• [Exercise objective]: Word for word, print the entries that follow.

• [Material provided]:
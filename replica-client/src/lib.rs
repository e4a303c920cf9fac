//! # Replica Client
//!
//! Direct-mode data plane of a partitioned, replicated document store.
//!
//! Given a logical request against a partition, the client locates the
//! replicas currently serving it, issues the request at the configured
//! consistency level, and rides out topology churn (replica moves, splits,
//! migrations, transient unavailability) with bounded retries.
//!
//! This crate provides:
//! - **Address cache**: per-endpoint LRU of partition → replica addresses
//! - **Replica selection**: primary and all-replica selection by protocol
//! - **Consistency reads**: quorum, session and single-replica reads
//! - **Retry policy**: classification-driven Gone / retry-with state machine
//! - **Transport lifecycle**: idle-evicting endpoint pool and
//!   reference-counted transport sharing
//!
//! The wire codec, the routing-map service and the configuration service
//! are collaborators behind traits ([`ChannelFactory`], [`RoutingMapProvider`],
//! [`AddressResolver`], [`ServiceConfigurationSource`]).

#![deny(missing_docs)]
#![deny(clippy::unwrap_used)]

// =============================================================================
// Modules
// =============================================================================

/// Replica addresses: model, cache, selection.
pub mod address;

/// Per-request orchestration.
pub mod client;

/// Client configuration.
pub mod config;

/// Consistency-level reads.
pub mod consistency;

/// Error taxonomy.
pub mod error;

/// Bounded map with recency tracking.
pub mod recency;

/// Requests and responses.
pub mod request;

/// Retry state machine.
pub mod retry;

/// Partition routing collaborator.
pub mod routing;

/// Service configuration collaborator.
pub mod service_config;

/// Status and sub-status codes.
pub mod status;

/// Transport contract, endpoint pool, shared transports.
pub mod transport;

// =============================================================================
// Public API Re-exports
// =============================================================================

pub use address::{
    select_all, select_primary, AddressCache, AddressError, AddressResolver, PartitionAddressSet,
    Protocol, ProtocolAddressView, ReplicaAddress, ReplicaSelector, ResolvedReplicas,
};
pub use client::ReplicatedResourceClient;
pub use config::{ClientConfig, ConnectionConfig, QuorumConfig, RetryConfig};
pub use consistency::{quorum_size, ConsistencyReader, QuorumReader, ReadMode};
pub use error::{FailureClass, ReplicaError, RequestDiagnostics};
pub use recency::RecencyMap;
pub use request::{
    ConsistencyLevel, OperationType, RequestContext, ResourceType, ServiceRequest, StoreResponse,
};
pub use retry::{Invalidation, RetryAction, RetryContext, RetryDecision, RetryPolicy};
pub use routing::{PartitionKeyRangeIdentity, RoutingMapProvider};
pub use service_config::{
    ServiceConfiguration, ServiceConfigurationReader, ServiceConfigurationSource,
};
pub use status::{StatusCode, SubStatus};
pub use transport::{
    Channel, ChannelFactory, EndpointPool, PoolStatsSnapshot, PooledEndpoint, PooledTransport,
    SharedTransportHandle, SharedTransportRegistry, Transport, TransportError, TransportKey,
};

• [Response to the task]:
filename replica-client/src/lib.rs
repository e4a303c920cf9fac
//! # Replica Client
//!
//! Direct-mode data plane of a partitioned, replicated document store.
//!
//! Given a logical request against a partition, the client locates the
//! replicas currently serving it, issues the request at the configured
//! consistency level, and rides out topology churn (replica moves, splits,
//! migrations, transient unavailability) with bounded retries.
//!
//! This crate provides:
//! - **Address cache**: per-endpoint LRU of partition → replica addresses
//! - **Replica selection**: primary and all-replica selection by protocol
//! - **Consistency reads**: quorum, session and single-replica reads
//! - **Retry policy**: classification-driven Gone / retry-with state machine
//! - **Transport lifecycle**: idle-evicting endpoint pool and
//!   reference-counted transport sharing
//!
//! The wire codec, the routing-map service and the configuration service
//! are collaborators behind traits ([`ChannelFactory`], [`RoutingMapProvider`],
//! [`AddressResolver`], [`ServiceConfigurationSource`]).

#![deny(missing_docs)]
#![deny(clippy::unwrap_used)]

// =============================================================================
// Modules
// =============================================================================

/// Replica addresses: model, cache, selection.
pub mod address;

/// Per-request orchestration.
pub mod client;

/// Client configuration.
pub mod config;

/// Consistency-level reads.
pub mod consistency;

/// Error taxonomy.
pub mod error;

/// Bounded map with recency tracking.
pub mod recency;

/// Requests and responses.
pub mod request;

/// Retry state machine.
pub mod retry;

/// Partition routing collaborator.
pub mod routing;

/// Service configuration collaborator.
pub mod service_config;

/// Status and sub-status codes.
pub mod status;

/// Transport contract, endpoint pool, shared transports.
pub mod transport;

// =============================================================================
// Public API Re-exports
// =============================================================================

pub use address::{
    select_all, select_primary, AddressCache, AddressError, AddressResolver, PartitionAddressSet,
    Protocol, ProtocolAddressView, ReplicaAddress, ReplicaSelector, ResolvedReplicas,
};
pub use client::ReplicatedResourceClient;
pub use config::{ClientConfig, ConnectionConfig, QuorumConfig, RetryConfig};
pub use consistency::{quorum_size, ConsistencyReader, QuorumReader, ReadMode};
pub use error::{FailureClass, ReplicaError, RequestDiagnostics};
pub use recency::RecencyMap;
pub use request::{
    ConsistencyLevel, OperationType, RequestContext, ResourceType, ServiceRequest, StoreResponse,
};
pub use retry::{Invalidation, RetryAction, RetryContext, RetryDecision, RetryPolicy};
pub use routing::{PartitionKeyRangeIdentity, RoutingMapProvider};
pub use service_config::{
    ServiceConfiguration, ServiceConfigurationReader, ServiceConfigurationSource,
};
pub use status::{StatusCode, SubStatus};
pub use transport::{
    Channel, ChannelFactory, EndpointPool, PoolStatsSnapshot, PooledEndpoint, PooledTransport,
    SharedTransportHandle, SharedTransportRegistry, Transport, TransportError, TransportKey,
};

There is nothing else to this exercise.